[ASSIGNMENT]
Once you have located the line containing "Append-only transaction history" in the material below, return it exactly along with each line after it through the line containing "a unique username".
########################################
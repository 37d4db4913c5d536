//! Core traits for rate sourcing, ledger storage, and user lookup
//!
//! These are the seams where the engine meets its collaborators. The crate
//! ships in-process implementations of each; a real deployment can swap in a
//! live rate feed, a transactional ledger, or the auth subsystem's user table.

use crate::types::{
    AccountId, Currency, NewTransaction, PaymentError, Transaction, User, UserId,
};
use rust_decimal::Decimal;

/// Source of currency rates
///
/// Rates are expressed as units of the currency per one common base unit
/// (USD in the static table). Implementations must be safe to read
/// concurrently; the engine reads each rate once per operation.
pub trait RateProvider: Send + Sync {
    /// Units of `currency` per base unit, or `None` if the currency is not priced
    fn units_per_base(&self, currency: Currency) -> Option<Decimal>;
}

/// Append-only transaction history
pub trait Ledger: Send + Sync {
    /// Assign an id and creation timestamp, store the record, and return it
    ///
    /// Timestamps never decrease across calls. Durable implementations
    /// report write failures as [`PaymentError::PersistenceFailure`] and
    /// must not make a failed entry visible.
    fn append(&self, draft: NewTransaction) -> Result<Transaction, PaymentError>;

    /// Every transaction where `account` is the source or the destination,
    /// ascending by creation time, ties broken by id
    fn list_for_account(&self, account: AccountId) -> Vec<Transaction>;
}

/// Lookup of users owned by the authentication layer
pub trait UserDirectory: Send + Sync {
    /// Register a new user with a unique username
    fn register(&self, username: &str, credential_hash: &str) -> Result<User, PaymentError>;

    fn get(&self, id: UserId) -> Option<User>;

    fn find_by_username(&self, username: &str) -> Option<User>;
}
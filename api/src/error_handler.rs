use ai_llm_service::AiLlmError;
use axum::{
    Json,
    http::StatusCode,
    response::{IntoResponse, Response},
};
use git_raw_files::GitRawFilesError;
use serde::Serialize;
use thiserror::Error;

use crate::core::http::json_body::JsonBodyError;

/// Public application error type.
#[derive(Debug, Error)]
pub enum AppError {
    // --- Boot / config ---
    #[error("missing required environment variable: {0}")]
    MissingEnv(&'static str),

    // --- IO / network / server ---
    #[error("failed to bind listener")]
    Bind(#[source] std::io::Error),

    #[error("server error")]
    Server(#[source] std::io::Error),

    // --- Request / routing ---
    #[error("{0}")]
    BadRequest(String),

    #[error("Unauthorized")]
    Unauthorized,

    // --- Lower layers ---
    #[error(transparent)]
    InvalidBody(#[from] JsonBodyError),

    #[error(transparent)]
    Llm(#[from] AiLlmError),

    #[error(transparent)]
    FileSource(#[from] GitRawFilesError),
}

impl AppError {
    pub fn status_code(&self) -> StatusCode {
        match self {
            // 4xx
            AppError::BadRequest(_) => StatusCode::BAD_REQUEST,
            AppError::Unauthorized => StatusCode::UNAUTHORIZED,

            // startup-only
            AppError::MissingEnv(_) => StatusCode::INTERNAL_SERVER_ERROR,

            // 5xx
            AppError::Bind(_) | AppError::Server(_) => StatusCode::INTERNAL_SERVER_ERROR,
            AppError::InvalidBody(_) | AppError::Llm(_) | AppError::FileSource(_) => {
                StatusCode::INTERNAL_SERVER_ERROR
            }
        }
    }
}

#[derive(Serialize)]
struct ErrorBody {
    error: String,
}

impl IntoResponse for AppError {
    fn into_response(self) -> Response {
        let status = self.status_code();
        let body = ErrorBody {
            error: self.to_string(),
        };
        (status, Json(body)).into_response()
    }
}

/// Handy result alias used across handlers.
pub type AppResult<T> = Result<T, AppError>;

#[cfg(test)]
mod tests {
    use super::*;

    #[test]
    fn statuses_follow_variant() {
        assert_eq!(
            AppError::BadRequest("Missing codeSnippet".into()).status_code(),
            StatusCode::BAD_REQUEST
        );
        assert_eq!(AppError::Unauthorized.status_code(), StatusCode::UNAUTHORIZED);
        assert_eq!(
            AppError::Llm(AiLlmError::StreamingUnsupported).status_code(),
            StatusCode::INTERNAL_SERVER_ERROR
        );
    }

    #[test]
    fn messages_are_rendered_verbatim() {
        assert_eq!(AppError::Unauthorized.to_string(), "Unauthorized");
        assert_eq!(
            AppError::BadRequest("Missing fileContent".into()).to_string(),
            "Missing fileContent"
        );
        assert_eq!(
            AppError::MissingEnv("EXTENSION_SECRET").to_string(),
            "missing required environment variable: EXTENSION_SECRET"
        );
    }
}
########################################
[REPLY]
/// Append-only transaction history
pub trait Ledger: Send + Sync {
    /// Assign an id and creation timestamp, store the record, and return it
    ///
    /// Timestamps never decrease across calls. Durable implementations
    /// report write failures as [`PaymentError::PersistenceFailure`] and
    /// must not make a failed entry visible.
    fn append(&self, draft: NewTransaction) -> Result<Transaction, PaymentError>;

    /// Every transaction where `account` is the source or the destination,
    /// ascending by creation time, ties broken by id
    fn list_for_account(&self, account: AccountId) -> Vec<Transaction>;
}

/// Lookup of users owned by the authentication layer
pub trait UserDirectory: Send + Sync {
    /// Register a new user with a unique username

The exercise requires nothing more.